▼▼▼

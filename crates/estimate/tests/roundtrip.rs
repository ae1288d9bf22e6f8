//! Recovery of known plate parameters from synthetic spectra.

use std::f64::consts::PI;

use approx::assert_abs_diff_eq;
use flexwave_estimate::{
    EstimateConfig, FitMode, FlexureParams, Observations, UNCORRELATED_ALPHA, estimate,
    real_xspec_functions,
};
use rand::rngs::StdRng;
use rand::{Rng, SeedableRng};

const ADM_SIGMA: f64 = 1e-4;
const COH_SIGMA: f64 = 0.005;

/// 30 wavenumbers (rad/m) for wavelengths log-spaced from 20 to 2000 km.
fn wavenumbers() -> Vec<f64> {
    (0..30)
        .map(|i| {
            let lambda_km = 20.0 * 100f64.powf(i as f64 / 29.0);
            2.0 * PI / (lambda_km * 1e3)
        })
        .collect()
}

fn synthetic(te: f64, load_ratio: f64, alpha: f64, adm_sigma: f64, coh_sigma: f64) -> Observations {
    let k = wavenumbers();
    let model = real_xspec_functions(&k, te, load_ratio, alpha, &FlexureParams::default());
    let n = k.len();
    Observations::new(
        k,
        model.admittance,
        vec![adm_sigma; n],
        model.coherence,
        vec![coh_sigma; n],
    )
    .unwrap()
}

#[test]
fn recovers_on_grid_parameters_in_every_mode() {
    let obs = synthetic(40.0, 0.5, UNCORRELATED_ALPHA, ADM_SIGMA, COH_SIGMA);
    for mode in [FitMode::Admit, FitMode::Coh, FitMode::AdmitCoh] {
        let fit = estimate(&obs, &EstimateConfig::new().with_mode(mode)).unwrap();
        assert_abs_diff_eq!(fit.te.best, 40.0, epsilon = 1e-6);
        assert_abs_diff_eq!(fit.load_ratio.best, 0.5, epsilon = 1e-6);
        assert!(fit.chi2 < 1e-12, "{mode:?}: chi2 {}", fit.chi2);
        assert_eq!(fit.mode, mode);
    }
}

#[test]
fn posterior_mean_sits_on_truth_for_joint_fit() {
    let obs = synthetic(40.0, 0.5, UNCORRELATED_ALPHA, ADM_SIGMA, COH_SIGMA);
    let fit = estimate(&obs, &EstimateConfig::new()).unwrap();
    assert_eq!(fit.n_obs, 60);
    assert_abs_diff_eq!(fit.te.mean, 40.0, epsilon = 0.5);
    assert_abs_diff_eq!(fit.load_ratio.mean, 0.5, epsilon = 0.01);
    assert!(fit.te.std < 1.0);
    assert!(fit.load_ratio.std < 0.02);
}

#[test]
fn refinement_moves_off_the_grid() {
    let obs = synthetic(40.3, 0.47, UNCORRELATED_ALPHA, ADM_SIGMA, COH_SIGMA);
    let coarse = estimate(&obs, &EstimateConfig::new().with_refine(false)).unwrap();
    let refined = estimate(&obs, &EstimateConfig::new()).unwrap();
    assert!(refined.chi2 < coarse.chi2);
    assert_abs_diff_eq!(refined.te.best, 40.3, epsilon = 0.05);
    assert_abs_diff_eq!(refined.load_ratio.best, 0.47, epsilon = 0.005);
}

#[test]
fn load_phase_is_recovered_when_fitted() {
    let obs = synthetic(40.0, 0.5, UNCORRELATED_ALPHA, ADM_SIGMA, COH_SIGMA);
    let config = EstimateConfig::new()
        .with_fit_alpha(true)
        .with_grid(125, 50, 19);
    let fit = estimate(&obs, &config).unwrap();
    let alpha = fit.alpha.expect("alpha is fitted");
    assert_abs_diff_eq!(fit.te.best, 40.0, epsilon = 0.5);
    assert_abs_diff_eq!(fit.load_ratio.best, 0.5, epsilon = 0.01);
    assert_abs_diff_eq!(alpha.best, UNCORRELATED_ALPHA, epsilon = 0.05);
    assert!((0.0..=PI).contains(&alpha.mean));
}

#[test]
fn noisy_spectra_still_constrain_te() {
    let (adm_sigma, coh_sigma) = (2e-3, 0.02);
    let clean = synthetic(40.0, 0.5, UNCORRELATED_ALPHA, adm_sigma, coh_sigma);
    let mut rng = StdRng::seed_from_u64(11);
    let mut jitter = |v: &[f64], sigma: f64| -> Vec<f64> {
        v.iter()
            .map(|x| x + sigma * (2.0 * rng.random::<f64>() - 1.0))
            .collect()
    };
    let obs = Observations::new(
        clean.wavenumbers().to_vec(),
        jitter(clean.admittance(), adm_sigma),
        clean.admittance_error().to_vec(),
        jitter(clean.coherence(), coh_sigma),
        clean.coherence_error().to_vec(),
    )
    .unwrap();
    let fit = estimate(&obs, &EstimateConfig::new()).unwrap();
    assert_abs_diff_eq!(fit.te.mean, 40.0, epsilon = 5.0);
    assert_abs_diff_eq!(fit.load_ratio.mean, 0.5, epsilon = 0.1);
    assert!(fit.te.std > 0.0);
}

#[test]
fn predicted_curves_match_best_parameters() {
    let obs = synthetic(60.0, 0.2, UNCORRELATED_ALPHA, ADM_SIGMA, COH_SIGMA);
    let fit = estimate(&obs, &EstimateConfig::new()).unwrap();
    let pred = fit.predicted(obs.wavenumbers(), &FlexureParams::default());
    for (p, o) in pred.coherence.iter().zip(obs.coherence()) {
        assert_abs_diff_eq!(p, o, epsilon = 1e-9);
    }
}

▲▲▲

DIRECTIONS FOR THIS TASK. Set the whole listing down again so that it matches the original exactly.

EXPECTED OUTPUT.
filename crates/estimate/tests/roundtrip.rs
repository ae1288d9bf22e6f8
//! Recovery of known plate parameters from synthetic spectra.

use std::f64::consts::PI;

use approx::assert_abs_diff_eq;
use flexwave_estimate::{
    EstimateConfig, FitMode, FlexureParams, Observations, UNCORRELATED_ALPHA, estimate,
    real_xspec_functions,
};
use rand::rngs::StdRng;
use rand::{Rng, SeedableRng};

const ADM_SIGMA: f64 = 1e-4;
const COH_SIGMA: f64 = 0.005;

/// 30 wavenumbers (rad/m) for wavelengths log-spaced from 20 to 2000 km.
fn wavenumbers() -> Vec<f64> {
    (0..30)
        .map(|i| {
            let lambda_km = 20.0 * 100f64.powf(i as f64 / 29.0);
            2.0 * PI / (lambda_km * 1e3)
        })
        .collect()
}

fn synthetic(te: f64, load_ratio: f64, alpha: f64, adm_sigma: f64, coh_sigma: f64) -> Observations {
    let k = wavenumbers();
    let model = real_xspec_functions(&k, te, load_ratio, alpha, &FlexureParams::default());
    let n = k.len();
    Observations::new(
        k,
        model.admittance,
        vec![adm_sigma; n],
        model.coherence,
        vec![coh_sigma; n],
    )
    .unwrap()
}

#[test]
fn recovers_on_grid_parameters_in_every_mode() {
    let obs = synthetic(40.0, 0.5, UNCORRELATED_ALPHA, ADM_SIGMA, COH_SIGMA);
    for mode in [FitMode::Admit, FitMode::Coh, FitMode::AdmitCoh] {
        let fit = estimate(&obs, &EstimateConfig::new().with_mode(mode)).unwrap();
        assert_abs_diff_eq!(fit.te.best, 40.0, epsilon = 1e-6);
        assert_abs_diff_eq!(fit.load_ratio.best, 0.5, epsilon = 1e-6);
        assert!(fit.chi2 < 1e-12, "{mode:?}: chi2 {}", fit.chi2);
        assert_eq!(fit.mode, mode);
    }
}

#[test]
fn posterior_mean_sits_on_truth_for_joint_fit() {
    let obs = synthetic(40.0, 0.5, UNCORRELATED_ALPHA, ADM_SIGMA, COH_SIGMA);
    let fit = estimate(&obs, &EstimateConfig::new()).unwrap();
    assert_eq!(fit.n_obs, 60);
    assert_abs_diff_eq!(fit.te.mean, 40.0, epsilon = 0.5);
    assert_abs_diff_eq!(fit.load_ratio.mean, 0.5, epsilon = 0.01);
    assert!(fit.te.std < 1.0);
    assert!(fit.load_ratio.std < 0.02);
}

#[test]
fn refinement_moves_off_the_grid() {
    let obs = synthetic(40.3, 0.47, UNCORRELATED_ALPHA, ADM_SIGMA, COH_SIGMA);
    let coarse = estimate(&obs, &EstimateConfig::new().with_refine(false)).unwrap();
    let refined = estimate(&obs, &EstimateConfig::new()).unwrap();
    assert!(refined.chi2 < coarse.chi2);
    assert_abs_diff_eq!(refined.te.best, 40.3, epsilon = 0.05);
    assert_abs_diff_eq!(refined.load_ratio.best, 0.47, epsilon = 0.005);
}

#[test]
fn load_phase_is_recovered_when_fitted() {
    let obs = synthetic(40.0, 0.5, UNCORRELATED_ALPHA, ADM_SIGMA, COH_SIGMA);
    let config = EstimateConfig::new()
        .with_fit_alpha(true)
        .with_grid(125, 50, 19);
    let fit = estimate(&obs, &config).unwrap();
    let alpha = fit.alpha.expect("alpha is fitted");
    assert_abs_diff_eq!(fit.te.best, 40.0, epsilon = 0.5);
    assert_abs_diff_eq!(fit.load_ratio.best, 0.5, epsilon = 0.01);
    assert_abs_diff_eq!(alpha.best, UNCORRELATED_ALPHA, epsilon = 0.05);
    assert!((0.0..=PI).contains(&alpha.mean));
}

#[test]
fn noisy_spectra_still_constrain_te() {
    let (adm_sigma, coh_sigma) = (2e-3, 0.02);
    let clean = synthetic(40.0, 0.5, UNCORRELATED_ALPHA, adm_sigma, coh_sigma);
    let mut rng = StdRng::seed_from_u64(11);
    let mut jitter = |v: &[f64], sigma: f64| -> Vec<f64> {
        v.iter()
            .map(|x| x + sigma * (2.0 * rng.random::<f64>() - 1.0))
            .collect()
    };
    let obs = Observations::new(
        clean.wavenumbers().to_vec(),
        jitter(clean.admittance(), adm_sigma),
        clean.admittance_error().to_vec(),
        jitter(clean.coherence(), coh_sigma),
        clean.coherence_error().to_vec(),
    )
    .unwrap();
    let fit = estimate(&obs, &EstimateConfig::new()).unwrap();
    assert_abs_diff_eq!(fit.te.mean, 40.0, epsilon = 5.0);
    assert_abs_diff_eq!(fit.load_ratio.mean, 0.5, epsilon = 0.1);
    assert!(fit.te.std > 0.0);
}

#[test]
fn predicted_curves_match_best_parameters() {
    let obs = synthetic(60.0, 0.2, UNCORRELATED_ALPHA, ADM_SIGMA, COH_SIGMA);
    let fit = estimate(&obs, &EstimateConfig::new()).unwrap();
    let pred = fit.predicted(obs.wavenumbers(), &FlexureParams::default());
    for (p, o) in pred.coherence.iter().zip(obs.coherence()) {
        assert_abs_diff_eq!(p, o, epsilon = 1e-9);
    }
}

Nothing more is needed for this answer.